Many films treat love like a permanent dream state where pure bliss reigns. There may be the occasional fight or argument or a sudden pang of jealousy, but rarely do movies explore the unexpected natural threats life can throw. “Ordinary Love” observes with simple tenderness a middle-aged Irish couple facing a grave threat to their union. A day begins normal enough and then a visit to the doctor changes everything forever. How lovers find solidarity amid such a moment is at the heart of this film’s special power.

Tom (Liam Neeson) and Joan (Lesley Manville) have been married for many years and are settled in their home life. A shared routine consists of long exercise walks, watching TV, making love and sharing jokes. One day Joan feels a lump in her breast and decides to go to the doctor. Tom seems to be utterly convinced nothing bad could possibly be coming their way. Then the news hits them: Joan has breast cancer. Surgery and treatment follow. While it seems Joan has a good chance of survival, their home life is disrupted by the after effects of chemotherapy, keeping track of medication, constant pain and Joan’s need to have a double mastectomy. Eventually the stress of it all leads to both partners opening up in ways previously unimaginable, even hurtful, while trying ever so hard to keep their bond intact.

“Ordinary Love” is a rare drama starring a major name like Liam Neeson which feels no need to get bombastic. It’s literally a small film, mostly confined to Tom and Joan’s house and the cold hospital rooms and cafeterias they’re forced to constantly occupy. Directors Lisa Barros D’Sa and Glenn Leyburn, working from a screenplay by Owen McCafferty, infuse a feeling of everyday life. The opening moments of the couple going out for walks and bantering at the supermarket are homely and welcoming. How cancer invades their lives is true to how it tends to happen, without warning and rather mundane. Once Joan begins her painful road through illness and attempted recovery the film becomes a fine portrait of how regular life gets disrupted little by little. 

At the heart of “Ordinary Love” is the spirit of its title, which is about the nature of love itself. What Tom and Joan go through defines the essence of being someone’s partner, whether officially married or not. Some moments have a beautiful tenderness, as when Tom helps Joan cut off what’s left of her hair, now falling out because of the chemo. But then there are the difficult moments when Joan shivers with pain and Tom can only sit in front of the television, pretending he can continue a normal activity.
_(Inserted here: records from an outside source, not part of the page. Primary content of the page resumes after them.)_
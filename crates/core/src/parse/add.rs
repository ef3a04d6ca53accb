//! Parser for the add command: every mandatory field present, no positional
//! preamble.

use super::{invalid_format, parse_tag_values, verify_no_duplicates};
use crate::descriptor::Person;
use crate::error::{ParseError, ctx};
use crate::fields::{Address, Email, InterviewDate, Name, Phone};
use crate::syntax::prefix::{self, Prefix};
use crate::syntax::tokenizer::{ArgValue, ArgumentMultimap, tokenize};
use rolo_diagnostics::codes;
use serde::Serialize;

/// Canonical usage line for the add command.
pub const USAGE: &str = "add n/NAME p/PHONE e/EMAIL a/ADDRESS [d/DATE] [t/TAG]...";

const RECOGNIZED: &[Prefix] = &[
    prefix::NAME,
    prefix::PHONE,
    prefix::EMAIL,
    prefix::ADDRESS,
    prefix::DATE,
    prefix::TAG,
];

const SINGLETON: &[Prefix] = &[
    prefix::NAME,
    prefix::PHONE,
    prefix::EMAIL,
    prefix::ADDRESS,
    prefix::DATE,
];

const MANDATORY: &[Prefix] = &[prefix::NAME, prefix::PHONE, prefix::EMAIL, prefix::ADDRESS];

/// A parsed add command: the fully-specified new record.
#[derive(Debug, Clone, PartialEq, Eq, Serialize)]
pub struct AddRequest {
    /// The validated new contact record.
    pub person: Person,
}

/// Build the missing-mandatory-field failure, listing every missing prefix.
fn missing_fields_error(missing: &[Prefix]) -> ParseError {
    let listed = missing
        .iter()
        .map(|p| p.as_str())
        .collect::<Vec<_>>()
        .join(" ");
    ParseError::new(
        codes::MISSING_FIELD,
        format!("missing mandatory field(s) {listed}, expected: {USAGE}"),
    )
    .with_context(ctx!("prefixes" => listed))
}

/// Fetch a mandatory prefix's value. Presence was already batch-checked, so
/// this only exists to avoid unwrapping.
fn require(map: &ArgumentMultimap, p: Prefix) -> Result<&ArgValue, ParseError> {
    map.value_of(p).ok_or_else(|| missing_fields_error(&[p]))
}

/// Parse the raw argument tail of an add command.
///
/// There are no optional-absence semantics for the mandatory fields: all
/// missing mandatory prefixes are reported together, before any value is
/// validated. Tags are repeatable with no clear-all sentinel — an empty tag
/// value fails the tag constraint like any other invalid tag.
pub fn parse(input: &str) -> Result<AddRequest, ParseError> {
    let map = tokenize(input, RECOGNIZED);
    verify_no_duplicates(&map, SINGLETON)?;

    let missing: Vec<Prefix> = MANDATORY
        .iter()
        .copied()
        .filter(|&p| map.all_values(p).is_empty())
        .collect();
    if !missing.is_empty() {
        return Err(missing_fields_error(&missing));
    }
    if !map.preamble().is_empty() {
        return Err(invalid_format(USAGE, map.preamble().span));
    }

    let v = require(&map, prefix::NAME)?;
    let name = Name::parse(&v.text).map_err(|e| e.with_span(v.span))?;
    let v = require(&map, prefix::PHONE)?;
    let phone = Phone::parse(&v.text).map_err(|e| e.with_span(v.span))?;
    let v = require(&map, prefix::EMAIL)?;
    let email = Email::parse(&v.text).map_err(|e| e.with_span(v.span))?;
    let v = require(&map, prefix::ADDRESS)?;
    let address = Address::parse(&v.text).map_err(|e| e.with_span(v.span))?;

    let interview_date = match map.value_of(prefix::DATE) {
        Some(v) => Some(InterviewDate::parse(&v.text).map_err(|e| e.with_span(v.span))?),
        None => None,
    };
    let tags = parse_tag_values(&map)?;

    Ok(AddRequest {
        person: Person::new(name, phone, email, address, tags, interview_date),
    })
}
A search for pills can derail into a mean fight while an intimate moment before Joan has her mastectomy captures how a physical loss can be felt by both spouses. The writing has no illusions about life’s hardships. We learn that Tom and Joan lost a daughter years ago. Now they have to face this test. Joan admits in a scene of quiet honesty that she’s glad their daughter didn’t live to endure the experience of seeing her mother battle cancer. 

These are magnificent performances full of very human empathy. Liam Neeson again reminds us he was always much more than an action star. He gives Tom the attitude of a simple man used to quick solutions now dealing with something fully out of his control. How he switches from tenderness to frustration is flawless. Lesly Manville is luminous as Joan. She’s not playing the role like a victim, but like an individual soberly dealing with illness. When she finally snaps at Tom it’s both heartbreaking but understandable. For some viewers these scenes might feel so real and relatable as to be unnerving. There’s also a wonderful supporting role by David Wilmot as Peter, a gay schoolteacher who once taught Tom and Joan’s daughter but is now struck with terminal cancer.  He becomes an anchor for Joan at the hospital, providing a friendship that builds because of shared pain.

What a perfect decision to release “Ordinary Love” on Valentine’s Day. This is actual devotion without compromises or cheap melodrama. It’s a film that understands how standing next to someone in the most adverse moments is possibly the greatest act of love. Life has its moments where it decides to be cruel and merciless, how lucky some of us are to have a hand to hold onto when such times come.

Ordinary Love” opens Feb. 14 in select theaters.